Tumor Biol. (2014) 35:5281–5286 DOI 10.1007/s13277-014-1687-5
RESEARCH ARTICLE
Serum carbohydrate antigen 242 expression exerts crucial function in the diagnosis of pancreatic cancer Xueyan Li & Xiaozhong Guo & Hongyu Li & Hao Lin & Yingwei Sun
Received: 19 December 2013 / Accepted: 22 January 2014 / Published online: 9 February 2014 # International Society of Oncology and BioMarkers (ISOBM) 2014
Abstract Pancreatic cancer has the worst prognosis of any gastrointestinal cancer, with the mortality approaching the incidence. Early detection is crucial for improving patients’ prognosis. CA242 has been widely reported to play a role in diagnosis of pancreatic cancer. However, published data on this subject are inconclusive. Therefore, we performed a metaanalysis to evaluate the diagnostic value of CA242 in pancreatic cancer. We searched all the eligible studies through PubMed, Embase, and the Cochrane Library databases without language limitation. Studies were assessed for quality using the quality assessment of studies of diagnostic accuracy (QUADAS). Positive likelihood ratio (PLR) and negative likelihood ratio (NLR) were pooled separately and compared with overall accuracy measures diagnostic odds ratio (DOR) and symmetric summary receiver operating characteristic (SROC). The PLR and NLR and their 95 % confidence interval (CI) were calculated using a fixed effects model according to the Mantel-Haensed method and random effects model based on the work of DerSimonian and Laird, respectively. A total of eight studies were included for analysis. The pooled sensitivity was 0.719 (95 % CI 0.690–0.746). The pooled specificity was 0.868 (95 % CI 0.849–0.885). The DOR estimate was performed and the result was (16.261). Our meta-analysis showed that CA242 could play an important role in the diagnosis of pancreatic cancer.

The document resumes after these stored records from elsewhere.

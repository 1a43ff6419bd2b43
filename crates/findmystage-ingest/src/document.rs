//! Document blobs and text extraction entry point.

use std::path::Path;

use findmystage_core::{Error, Result};
use serde::Serialize;
use sha2::{Digest, Sha256};

use crate::pdf;

/// Declared media types the extractor knows about.
#[derive(Debug, Clone, Copy, PartialEq, Eq, Serialize)]
#[serde(rename_all = "lowercase")]
pub enum MediaType {
    Pdf,
    Unsupported,
}

impl MediaType {
    pub const PDF_MIME: &'static str = "application/pdf";

    /// Classify a declared MIME type. Parameters (`; charset=...`) are ignored.
    pub fn from_mime(mime: &str) -> Self {
        let essence = mime.split(';').next().unwrap_or("").trim().to_lowercase();
        match essence.as_str() {
            Self::PDF_MIME => Self::Pdf,
            _ => Self::Unsupported,
        }
    }

    /// Detect media type from a file extension.
    pub fn from_extension(ext: &str) -> Self {
        match ext.to_lowercase().as_str() {
            "pdf" => Self::Pdf,
            _ => Self::Unsupported,
        }
    }

    pub fn is_supported(&self) -> bool {
        matches!(self, Self::Pdf)
    }
}

/// An uploaded document held in memory.
///
/// The declared media type is trusted; no magic-byte sniffing is done, so a
/// mislabeled blob only fails once the decoder rejects it.
#[derive(Debug, Clone)]
pub struct DocumentBlob {
    bytes: Vec<u8>,
    media_type: MediaType,
    filename: Option<String>,
}

impl DocumentBlob {
    /// Wrap bytes with their declared MIME type. Only PDF is accepted.
    pub fn new(bytes: Vec<u8>, declared_mime: &str, filename: Option<String>) -> Result<Self> {
        let media_type = MediaType::from_mime(declared_mime);
        if !media_type.is_supported() {
            return Err(Error::UnsupportedMedia(declared_mime.to_string()));
        }
        Ok(Self {
            bytes,
            media_type,
            filename,
        })
    }

    /// Read a document from disk, deriving its media type from the extension.
    pub fn from_path(path: &Path) -> Result<Self> {
        let ext = path.extension().and_then(|e| e.to_str()).unwrap_or("");
        let media_type = MediaType::from_extension(ext);
        if !media_type.is_supported() {
            return Err(Error::UnsupportedMedia(format!(".{}", ext)));
        }
        let bytes = std::fs::read(path)?;
        let filename = path
            .file_name()
            .and_then(|n| n.to_str())
            .map(|n| n.to_string());
        Ok(Self {
            bytes,
            media_type,
            filename,
        })
    }

    pub fn bytes(&self) -> &[u8] {
        &self.bytes
    }

    pub fn media_type(&self) -> MediaType {
        self.media_type
    }

    pub fn filename(&self) -> Option<&str> {
        self.filename.as_deref()
    }

    pub fn len(&self) -> usize {
        self.bytes.len()
    }

    pub fn is_empty(&self) -> bool {
        self.bytes.is_empty()
    }
}

/// Page-ordered plain text of a document, pages separated by a blank line.
#[derive(Debug, Clone, Default, PartialEq, Eq, Serialize)]
#[serde(transparent)]
pub struct ExtractedText(String);

impl ExtractedText {
    pub const PAGE_SEPARATOR: &'static str = "\n\n";

    /// Join page texts in order. Pages with no text still occupy their slot.
    pub fn from_pages<I, S>(pages: I) -> Self
    where
        I: IntoIterator<Item = S>,
        S: AsRef<str>,
    {
        let joined = pages
            .into_iter()
            .map(|p| p.as_ref().to_string())
            .collect::<Vec<_>>()
            .join(Self::PAGE_SEPARATOR);
        if joined.trim().is_empty() {
            Self::default()
        } else {
            Self(joined)
        }
    }

    pub fn as_str(&self) -> &str {
        &self.0
    }

    /// True when no usable text was found.
    pub fn is_empty(&self) -> bool {
        self.0.trim().is_empty()
    }
}

impl From<String> for ExtractedText {
    fn from(text: String) -> Self {
        if text.trim().is_empty() {
            Self::default()
        } else {
            Self(text)
        }
    }
}

/// Extract the text of a document. All-or-nothing: no partial text on failure.
pub fn extract_document(blob: &DocumentBlob) -> Result<ExtractedText> {
    match blob.media_type() {
        MediaType::Pdf => pdf::extract_text(blob.bytes()),
        MediaType::Unsupported => Err(Error::UnsupportedMedia(
            blob.filename().unwrap_or("document").to_string(),
        )),
    }
}

/// Compute SHA-256 fingerprint of document bytes.
pub fn content_fingerprint(bytes: &[u8]) -> String {
    let mut hasher = Sha256::new();
    hasher.update(bytes);
    hex::encode(hasher.finalize())
}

Keywords Pancreatic cancer . CA242 . Diagnosis . Meta-analysis X. Li (*) : X. Guo : H. Li : H. Lin : Y. Sun Department of Gastroenterology, General Hospital of Shenyang Military Region, Shenyang 110016, China e-mail: [email protected]

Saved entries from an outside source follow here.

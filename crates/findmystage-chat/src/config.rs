//! LLM configuration persistence and provider selection.

use std::path::{Path, PathBuf};

use reqwest::Client;
use serde::{Deserialize, Serialize};
use tracing::{debug, info, warn};

use crate::providers::{CompletionClient, CompletionOptions};
use crate::types::{LLMConfigResponse, LLMConfigUpdate, LLMProvider};

pub const DEFAULT_OPENAI_MODEL: &str = "gpt-4o";
pub const DEFAULT_ANTHROPIC_MODEL: &str = "claude-sonnet-4-20250514";
pub const DEFAULT_GROQ_MODEL: &str = "llama-3.3-70b-versatile";

/// Moderately creative; profile prose benefits from some variety.
pub const DEFAULT_TEMPERATURE: f64 = 0.7;

pub const OPENAI_MODELS: &[&str] = &["gpt-4o", "gpt-4o-mini", "gpt-4-turbo", "gpt-3.5-turbo"];
pub const ANTHROPIC_MODELS: &[&str] = &[
    "claude-sonnet-4-20250514",
    "claude-3-5-sonnet-20241022",
    "claude-3-5-haiku-20241022",
];
pub const GROQ_MODELS: &[&str] = &[
    "llama-3.3-70b-versatile",
    "llama-3.1-8b-instant",
    "mixtral-8x7b-32768",
];

/// Stored LLM configuration (persisted to llm-config.json).
#[derive(Debug, Clone, Serialize, Deserialize)]
pub struct LLMConfig {
    #[serde(default = "default_preferred")]
    pub preferred_provider: String,
    #[serde(default)]
    pub openai_api_key: Option<String>,
    #[serde(default)]
    pub anthropic_api_key: Option<String>,
    #[serde(default)]
    pub groq_api_key: Option<String>,
    #[serde(default = "default_openai_model")]
    pub openai_model: String,
    #[serde(default = "default_anthropic_model")]
    pub anthropic_model: String,
    #[serde(default = "default_groq_model")]
    pub groq_model: String,
    #[serde(default = "default_temperature")]
    pub temperature: f64,
    /// Ask the provider for a JSON object instead of prose.
    #[serde(default)]
    pub structured_output: bool,
    /// Overrides the provider's API root (proxies, tests).
    #[serde(default)]
    pub api_base_url: Option<String>,
    /// Path to config file for saving.
    #[serde(skip)]
    pub config_path: PathBuf,
}

fn default_preferred() -> String {
    "auto".into()
}
fn default_openai_model() -> String {
    DEFAULT_OPENAI_MODEL.into()
}
fn default_anthropic_model() -> String {
    DEFAULT_ANTHROPIC_MODEL.into()
}
fn default_groq_model() -> String {
    DEFAULT_GROQ_MODEL.into()
}
fn default_temperature() -> f64 {
    DEFAULT_TEMPERATURE
}

impl Default for LLMConfig {
    fn default() -> Self {
        Self {
            preferred_provider: "auto".into(),
            openai_api_key: None,
            anthropic_api_key: None,
            groq_api_key: None,
            openai_model: DEFAULT_OPENAI_MODEL.into(),
            anthropic_model: DEFAULT_ANTHROPIC_MODEL.into(),
            groq_model: DEFAULT_GROQ_MODEL.into(),
            temperature: DEFAULT_TEMPERATURE,
            structured_output: false,
            api_base_url: None,
            config_path: PathBuf::new(),
        }
    }
}

impl LLMConfig {
    /// Load config from file, falling back to env vars and defaults.
    pub fn load(config_path: &Path) -> Self {
        let mut config: LLMConfig = match std::fs::read_to_string(config_path) {
            Ok(s) => serde_json::from_str(&s).unwrap_or_else(|e| {
                warn!("Ignoring unreadable {}: {}", config_path.display(), e);
                LLMConfig::default()
            }),
            Err(_) => LLMConfig::default(),
        };

        config.config_path = config_path.to_path_buf();

        // Env vars as fallback for API keys
        if config.openai_api_key.is_none() {
            config.openai_api_key = std::env::var("OPENAI_API_KEY").ok();
        }
        if config.anthropic_api_key.is_none() {
            config.anthropic_api_key = std::env::var("ANTHROPIC_API_KEY").ok();
        }
        if config.groq_api_key.is_none() {
            config.groq_api_key = std::env::var("GROQ_API_KEY").ok();
        }

        config
    }

    /// Save config to disk.
    pub fn save(&self) -> findmystage_core::Result<()> {
        if let Some(parent) = self.config_path.parent() {
            std::fs::create_dir_all(parent)?;
        }
        let json = serde_json::to_string_pretty(self)?;
        std::fs::write(&self.config_path, json)?;
        info!("Saved LLM config to {}", self.config_path.display());
        Ok(())
    }

    /// Apply an update, merging with existing config.
    pub fn apply_update(&mut self, update: &LLMConfigUpdate) {
        if let Some(p) = &update.preferred_provider {
            self.preferred_provider = p.clone();
        }
        if let Some(k) = &update.openai_api_key {
            self.openai_api_key = Some(k.clone());
        }
        if let Some(k) = &update.anthropic_api_key {
            self.anthropic_api_key = Some(k.clone());
        }
        if let Some(k) = &update.groq_api_key {
            self.groq_api_key = Some(k.clone());
        }
        if let Some(m) = &update.openai_model {
            self.openai_model = m.clone();
        }
        if let Some(m) = &update.anthropic_model {
            self.anthropic_model = m.clone();
        }
        if let Some(m) = &update.groq_model {
            self.groq_model = m.clone();
        }
        if let Some(t) = update.temperature {
            self.temperature = t.clamp(0.0, 2.0);
        }
        if let Some(s) = update.structured_output {
            self.structured_output = s;
        }
    }

    /// Resolve which provider and model to use.
    ///
    /// An explicit preference wins when its key is set. Otherwise, and for
    /// unknown preferences, the first keyed provider in OpenAI > Anthropic >
    /// Groq order is used.
    pub fn resolve_provider(&self) -> Option<(LLMProvider, String, String)> {
        if self.preferred_provider != "auto" {
            match LLMProvider::parse(&self.preferred_provider) {
                Some(preferred) => {
                    if let Some(resolved) = self.keyed(preferred) {
                        return Some(resolved);
                    }
                    debug!(
                        "Preferred provider {} has no API key, falling back to auto order",
                        preferred
                    );
                }
                None => debug!(
                    "Unknown preferred provider '{}', using auto order",
                    self.preferred_provider
                ),
            }
        }

        [LLMProvider::OpenAI, LLMProvider::Anthropic, LLMProvider::Groq]
            .into_iter()
            .find_map(|provider| self.keyed(provider))
    }

    fn keyed(&self, provider: LLMProvider) -> Option<(LLMProvider, String, String)> {
        let (key, model) = match provider {
            LLMProvider::OpenAI => (&self.openai_api_key, &self.openai_model),
            LLMProvider::Anthropic => (&self.anthropic_api_key, &self.anthropic_model),
            LLMProvider::Groq => (&self.groq_api_key, &self.groq_model),
        };
        key.as_ref().map(|k| (provider, model.clone(), k.clone()))
    }

    /// Build a completion client for the resolved provider, if any.
    pub fn completion_client(&self, http: &Client) -> Option<CompletionClient> {
        let (provider, model, api_key) = self.resolve_provider()?;
        let client = CompletionClient::new(http.clone(), provider, model, api_key);
        Some(match &self.api_base_url {
            Some(url) => client.with_base_url(url),
            None => client,
        })
    }

    /// Request options derived from this config.
    pub fn completion_options(&self) -> CompletionOptions {
        CompletionOptions {
            temperature: self.temperature,
            json_response: self.structured_output,
            ..Default::default()
        }
    }

    /// Build the public config response (no API keys exposed).
    pub fn to_response(&self) -> LLMConfigResponse {
        let resolved = self.resolve_provider();
        LLMConfigResponse {
            preferred_provider: self.preferred_provider.clone(),
            openai_configured: self.openai_api_key.is_some(),
            anthropic_configured: self.anthropic_api_key.is_some(),
            groq_configured: self.groq_api_key.is_some(),
            openai_model: self.openai_model.clone(),
            anthropic_model: self.anthropic_model.clone(),
            groq_model: self.groq_model.clone(),
            temperature: self.temperature,
            structured_output: self.structured_output,
            active_provider: resolved.map(|(p, _, _)| p.to_string()),
        }
    }

    /// Get available models for the active provider.
    pub fn available_models(&self) -> Vec<String> {
        match self.resolve_provider() {
            Some((LLMProvider::OpenAI, _, _)) => OPENAI_MODELS.iter().map(|s| s.to_string()).collect(),
            Some((LLMProvider::Anthropic, _, _)) => {
                ANTHROPIC_MODELS.iter().map(|s| s.to_string()).collect()
            }
            Some((LLMProvider::Groq, _, _)) => GROQ_MODELS.iter().map(|s| s.to_string()).collect(),
            None => Vec::new(),
        }
    }
}

#[cfg(test)]
mod tests {
    use super::*;

    fn keyed() -> LLMConfig {
        LLMConfig {
            openai_api_key: Some("sk-openai".into()),
            groq_api_key: Some("gsk-groq".into()),
            ..Default::default()
        }
    }

    #[test]
    fn test_auto_prefers_openai() {
        let (provider, model, key) = keyed().resolve_provider().unwrap();
        assert_eq!(provider, LLMProvider::OpenAI);
        assert_eq!(model, DEFAULT_OPENAI_MODEL);
        assert_eq!(key, "sk-openai");
    }

    #[test]
    fn test_explicit_preference_with_key_wins() {
        let mut config = keyed();
        config.preferred_provider = "groq".into();
        let (provider, _, key) = config.resolve_provider().unwrap();
        assert_eq!(provider, LLMProvider::Groq);
        assert_eq!(key, "gsk-groq");
    }

    #[test]
    fn test_preference_without_key_falls_back_to_auto_order() {
        let mut config = keyed();
        config.preferred_provider = "anthropic".into();
        assert_eq!(config.resolve_provider().unwrap().0, LLMProvider::OpenAI);
        assert_eq!(
            config.to_response().active_provider.as_deref(),
            Some("openai")
        );

        config.openai_api_key = None;
        assert_eq!(config.resolve_provider().unwrap().0, LLMProvider::Groq);

        config.preferred_provider = "mystery".into();
        assert_eq!(config.resolve_provider().unwrap().0, LLMProvider::Groq);
    }

    #[test]
    fn test_no_keys_resolves_none() {
        let config = LLMConfig {
            preferred_provider: "openai".into(),
            ..Default::default()
        };
        assert!(config.resolve_provider().is_none());
    }

    #[test]
    fn test_response_masks_keys() {
        let json = serde_json::to_string(&keyed().to_response()).unwrap();
        assert!(!json.contains("sk-openai"));
        assert!(json.contains("\"openaiConfigured\":true"));
        assert!(json.contains("\"activeProvider\":\"openai\""));
    }

    #[test]
    fn test_apply_update_clamps_temperature() {
        let mut config = LLMConfig::default();
        config.apply_update(&LLMConfigUpdate {
            temperature: Some(5.0),
            structured_output: Some(true),
            openai_model: Some("gpt-4o-mini".into()),
            ..Default::default()
        });
        assert_eq!(config.temperature, 2.0);
        assert!(config.structured_output);
        assert_eq!(config.openai_model, "gpt-4o-mini");
    }

    #[test]
    fn test_save_and_load_round_trip() {
        let dir = tempfile::tempdir().unwrap();
        let path = dir.path().join("llm-config.json");
        let mut config = LLMConfig {
            config_path: path.clone(),
            anthropic_api_key: Some("sk-ant".into()),
            preferred_provider: "anthropic".into(),
            ..Default::default()
        };
        config.structured_output = true;
        config.save().unwrap();

        let loaded = LLMConfig::load(&path);
        assert_eq!(loaded.preferred_provider, "anthropic");
        assert_eq!(loaded.anthropic_api_key.as_deref(), Some("sk-ant"));
        assert!(loaded.structured_output);
        assert_eq!(loaded.config_path, path);
    }

    #[test]
    fn test_completion_client_uses_base_url_override() {
        let config = LLMConfig {
            api_base_url: Some("http://127.0.0.1:9/v1".into()),
            ..keyed()
        };
        let client = config.completion_client(&Client::new()).unwrap();
        assert_eq!(client.base_url(), "http://127.0.0.1:9/v1");
        assert_eq!(client.provider(), LLMProvider::OpenAI);
    }
}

Introduction Pancreatic cancer is one of the four or five commonest causes of cancer mortality in developed countries [1]. Approximately 250,000 people are diagnosed with the disease worldwide each year and about the same number die from it. These statistics have not significantly changed over the past several decades [2]. One of the causes is that most patients present with metastatic or locally advanced disease at the time of diagnosis. Given the insidious onset of the malignancy and its extreme resistance to chemo- and radiotherapy, an abundance of research in recent years has focused on identifying biomarkers for the early detection of pancreatic cancer [3]. Despite this, no specific tumor marker for the diagnosis of pancreatic cancer exists. Therefore, pancreatic cancer still represents a major challenge for both research studies and clinical management [4]. CA242 was first isolated in 1985 by Lindholm et al. [5]. It was obtained by immunization of mice with the human adenocarcinoma cell line COLO 205 and fusion with the Sp 2/0 mouse myeloma cell line. The epitope, recognized by the same macromolecule as CA50 and is completely different from the latter, is an isolated carbohydrate structure, whose diagnostic performance is generally thought to be inferior to that of CA19-9 and CA50, but it is also an important serum tumor marker for the diagnosis of pancreatic cancer [6]. Up to now, no meta-analysis was performed for evaluating the diagnostic value of CA242 in pancreatic cancer. We firstly performed this meta-analysis to evaluate the sensitivity and specificity of CA242 in pancreatic cancer and to construct a summary receiver-operating characteristic (SROC) curve, in order to get a more precise result.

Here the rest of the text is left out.